NOTE 3. CAPITAL STOCK
On March 6, 2007, the Company received $5,500 from its founders for 34,953,602 shares of its common stock. On June 24, 2007, the Company completed an unregistered private offering under the Securities Act of 1933, as amended, relying upon the exemption from registration afforded by Rule 504 of Regulation D promulgated thereunder. The Company sold 15,856,224 shares of its $0.001 par value common stock at a price of $0.00118 per share for $18,713 in cash. On May 6, 2010, the Company sold 311,405 shares of its $0.001 par value common stock at a price of $0.03 per share for $9,800 in cash.

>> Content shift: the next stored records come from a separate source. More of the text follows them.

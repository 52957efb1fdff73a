//! WebSocket duplex bridge - blocking reads and writes over an async socket.
//!
//! This library adapts an event-driven WebSocket session, whose events
//! arrive on tokio worker threads, to a synchronous interface: a consumer
//! thread calls "read the next message" and "send a message" as ordinary
//! blocking calls.
//!
//! # Architecture
//!
//! - **Transport edge**: [`TransportSession`] / [`TransportEvents`], a narrow
//!   capability pair; [`WsSession`] implements it on tokio-tungstenite
//! - **Consumer edge**: [`DuplexBridge::send`], [`DuplexBridge::receive_next`],
//!   [`DuplexBridge::close`]
//!
//! Key guarantees:
//!
//! - Inbound messages are read in arrival order
//! - At most one write is in flight at any time
//! - After close, sends fail fast and the reader sees end of stream
//! - Close is idempotent from either side
//!
//! # Quick Start
//!
//! ```no_run
//! use std::net::{IpAddr, Ipv4Addr};
//!
//! use ws_duplex_bridge::transport::{Endpoint, PendingServer};
//! use ws_duplex_bridge::{BridgeOptions, DuplexBridge, JsonEncoder, Result};
//!
//! fn main() -> Result<()> {
//!     let runtime = tokio::runtime::Runtime::new()?;
//!     let server = runtime.block_on(PendingServer::bind(IpAddr::V4(Ipv4Addr::LOCALHOST), 0))?;
//!     println!("connect to {}", server.ws_url());
//!
//!     let bridge = DuplexBridge::spawn(
//!         Endpoint::Listen(server),
//!         BridgeOptions::new(),
//!         JsonEncoder,
//!         runtime.handle(),
//!     )?;
//!
//!     for line in bridge.incoming() {
//!         bridge.send_text(&line)?;
//!     }
//!     Ok(())
//! }
//! ```
//!
//! # Modules
//!
//! | Module | Description |
//! |--------|-------------|
//! | [`bridge`] | [`DuplexBridge`], client traits, command loop |
//! | [`error`] | Error types and [`Result`] alias |
//! | [`identifiers`] | Type-safe ID wrappers |
//! | [`options`] | [`BridgeOptions`] |
//! | [`protocol`] | Command/response envelopes and encoding |
//! | [`transport`] | Transport capability traits and WebSocket session |

// ============================================================================
// Modules
// ============================================================================

/// Blocking duplex bridge.
pub mod bridge;

/// Error types and result aliases.
///
/// All fallible operations return [`Result<T>`] which uses [`Error`].
pub mod error;

/// Type-safe identifiers.
pub mod identifiers;

/// Transport configuration.
pub mod options;

/// Command/response envelopes and outbound encoding.
pub mod protocol;

/// Transport capability traits and the WebSocket session.
pub mod transport;

// ============================================================================
// Re-exports
// ============================================================================

// Bridge types
pub use bridge::{ClientReader, ClientWriter, ConnectionState, DuplexBridge, Incoming, serve};

// Error types
pub use error::{Error, Result};

// Identifier types
pub use identifiers::SessionId;

// Configuration
pub use options::BridgeOptions;

// Protocol types
pub use protocol::{CommandMessage, JsonEncoder, MessageEncoder, ResponseMessage, ResponseStatus};

// Transport types
pub use transport::{Endpoint, PendingServer, TransportEvents, TransportSession, WsSession};
//! Ordering, exclusion and shutdown properties over an in-process transport.

use std::sync::atomic::{AtomicBool, AtomicUsize, Ordering};
use std::sync::{Arc, Weak};
use std::thread;
use std::time::{Duration, Instant};

use parking_lot::Mutex;
use proptest::prelude::*;

use ws_duplex_bridge::{
    ConnectionState, DuplexBridge, JsonEncoder, Result, TransportEvents, TransportSession,
};

// ============================================================================
// Loopback transport
// ============================================================================

#[derive(Default)]
struct Loopback {
    open: AtomicBool,
    in_flight: AtomicUsize,
    overlaps: AtomicUsize,
    writes: Mutex<Vec<String>>,
    sink: Mutex<Option<Weak<dyn TransportEvents>>>,
}

impl Loopback {
    fn sink(&self) -> Arc<dyn TransportEvents> {
        self.sink
            .lock()
            .as_ref()
            .and_then(Weak::upgrade)
            .expect("bridge registered as sink")
    }

    fn open(&self) {
        self.open.store(true, Ordering::SeqCst);
        self.sink().on_open();
    }

    fn deliver(&self, text: &str) {
        self.sink().on_message(text.to_string());
    }
}

/// The bridge's handle on a shared [`Loopback`].
struct LoopbackSession(Arc<Loopback>);

impl TransportSession for LoopbackSession {
    fn set_event_sink(&self, sink: Weak<dyn TransportEvents>) {
        *self.0.sink.lock() = Some(sink);
    }

    fn send_text(&self, text: &str) -> Result<()> {
        let transport = &self.0;
        if transport.in_flight.fetch_add(1, Ordering::SeqCst) > 0 {
            transport.overlaps.fetch_add(1, Ordering::SeqCst);
        }
        thread::yield_now();
        transport.writes.lock().push(text.to_string());
        transport.in_flight.fetch_sub(1, Ordering::SeqCst);
        Ok(())
    }

    fn close(&self) {
        self.0.open.store(false, Ordering::SeqCst);
    }

    fn is_open(&self) -> bool {
        self.0.open.load(Ordering::SeqCst)
    }
}

type LoopbackBridge = DuplexBridge<LoopbackSession, JsonEncoder>;

fn connected() -> (Arc<LoopbackBridge>, Arc<Loopback>) {
    let transport = Arc::new(Loopback::default());
    let bridge = DuplexBridge::bind(LoopbackSession(Arc::clone(&transport)), JsonEncoder);
    transport.open();
    (bridge, transport)
}

// ============================================================================
// FIFO
// ============================================================================

proptest! {
    #[test]
    fn prop_reads_follow_arrival_order(ops in proptest::collection::vec(any::<bool>(), 0..200)) {
        let (bridge, transport) = connected();
        let mut delivered = Vec::new();
        let mut read = Vec::new();

        for (i, deliver) in ops.iter().enumerate() {
            if *deliver {
                let text = format!("m{i}");
                transport.deliver(&text);
                delivered.push(text);
            } else if read.len() < delivered.len() {
                read.push(bridge.receive_next().expect("message available"));
            }
        }
        while read.len() < delivered.len() {
            read.push(bridge.receive_next().expect("message available"));
        }

        prop_assert_eq!(read, delivered);
        prop_assert_eq!(bridge.pending_messages(), 0);
    }
}

#[test]
fn reads_follow_arrival_order_across_threads() {
    let (bridge, transport) = connected();
    const COUNT: usize = 2_000;

    let producer = thread::spawn(move || {
        for i in 0..COUNT {
            transport.deliver(&i.to_string());
        }
    });

    for expected in 0..COUNT {
        assert_eq!(bridge.receive_next(), Some(expected.to_string()));
    }
    producer.join().expect("join");
}

// ============================================================================
// Mutual exclusion
// ============================================================================

#[test]
fn at_most_one_write_in_flight() {
    let (bridge, transport) = connected();

    let writers: Vec<_> = (0..16)
        .map(|w| {
            let bridge = Arc::clone(&bridge);
            thread::spawn(move || {
                for i in 0..50 {
                    bridge.send_text(&format!("{w}:{i}")).expect("send");
                }
            })
        })
        .collect();

    for writer in writers {
        writer.join().expect("join");
    }

    assert_eq!(transport.overlaps.load(Ordering::SeqCst), 0);
    assert_eq!(transport.writes.lock().len(), 16 * 50);
}

#[test]
fn two_concurrent_sends_both_land() {
    let (bridge, transport) = connected();

    let writers: Vec<_> = (0..2)
        .map(|_| {
            let bridge = Arc::clone(&bridge);
            thread::spawn(move || bridge.send(&"X"))
        })
        .collect();
    for writer in writers {
        writer.join().expect("join").expect("send");
    }

    assert_eq!(*transport.writes.lock(), vec!["\"X\"".to_string(), "\"X\"".to_string()]);
}

// ============================================================================
// Shutdown
// ============================================================================

#[test]
fn no_send_hangs_after_close() {
    let (bridge, transport) = connected();
    bridge.close();

    let started = Instant::now();
    for _ in 0..100 {
        assert!(bridge.send_text("Y").unwrap_err().is_closed());
    }
    assert!(started.elapsed() < Duration::from_secs(1));
    assert!(transport.writes.lock().is_empty());
}

#[test]
fn close_races_from_both_directions() {
    for _ in 0..50 {
        let (bridge, transport) = connected();

        let local = {
            let bridge = Arc::clone(&bridge);
            thread::spawn(move || bridge.close())
        };
        let remote = {
            let transport = Arc::clone(&transport);
            thread::spawn(move || {
                transport.open.store(false, Ordering::SeqCst);
                transport.sink().on_close();
            })
        };

        local.join().expect("join");
        remote.join().expect("join");

        assert_eq!(bridge.state(), ConnectionState::Closed);
        assert_eq!(bridge.receive_next(), None);
    }
}

#[test]
fn blocked_reader_released_by_close() {
    let (bridge, _transport) = connected();

    let reader = {
        let bridge = Arc::clone(&bridge);
        thread::spawn(move || bridge.receive_next())
    };

    let deadline = Instant::now() + Duration::from_secs(5);
    while !bridge.has_blocked_reader() {
        assert!(Instant::now() < deadline, "reader never parked");
        thread::sleep(Duration::from_millis(1));
    }

    bridge.close();
    assert_eq!(reader.join().expect("join"), None);
}

#[test]
fn incoming_ends_at_close() {
    let (bridge, transport) = connected();
    transport.deliver("one");
    transport.deliver("two");

    let reader = {
        let bridge = Arc::clone(&bridge);
        thread::spawn(move || bridge.incoming().take(2).collect::<Vec<_>>())
    };
    assert_eq!(reader.join().expect("join"), vec!["one", "two"]);

    bridge.close();
    assert_eq!(bridge.incoming().count(), 0);
}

Following his appointment as sole officer and director on August 26, 2008, Mr. Alan Shinderman purchased 4,766,400 shares of the Company's $0.001 par value common stock at a purchase price of $0.00157 per share for $7,500 in cash. The Company also canceled 15,888,000 shares of its common stock in connection with the spin-off of certain mineral properties as described in Note 2.
As part of the reorganization in November 2009, the Company’s attorney forgave $61,269 in prior accounts payable which was contributed to paid-in capital. On November 11, 2009, the Company’s board of directors approved a forward split of the Company’s common stock on the basis of 6.3552 shares for each share issued and outstanding, payable upon surrender of old certificates. The forward split was approved by FINRA effective December 13, 2009. All share and per share data has been adjusted to reflect such split.
On May 20, 2010, the Company amended its Articles of Incorporation to increase its authorized common shares to 400,000,000. Par value remains at $.001. Also, during the fiscal year ended July 31, 2010, the Company issued 3,450,000 common shares at valued at $460,000 to four consultants for investor relation contracts for services to be rendered for periods ranging from three to six months. Prepaid consulting of $155,179 was recorded at July 31, 2010, representing the value of future services to be provided to the Company under these contracts. $304,821 was expensed during fiscal year ended July 31, 2010, and $155,179 was expensed during fiscal year ended July 31, 2011 in connection with these contracts.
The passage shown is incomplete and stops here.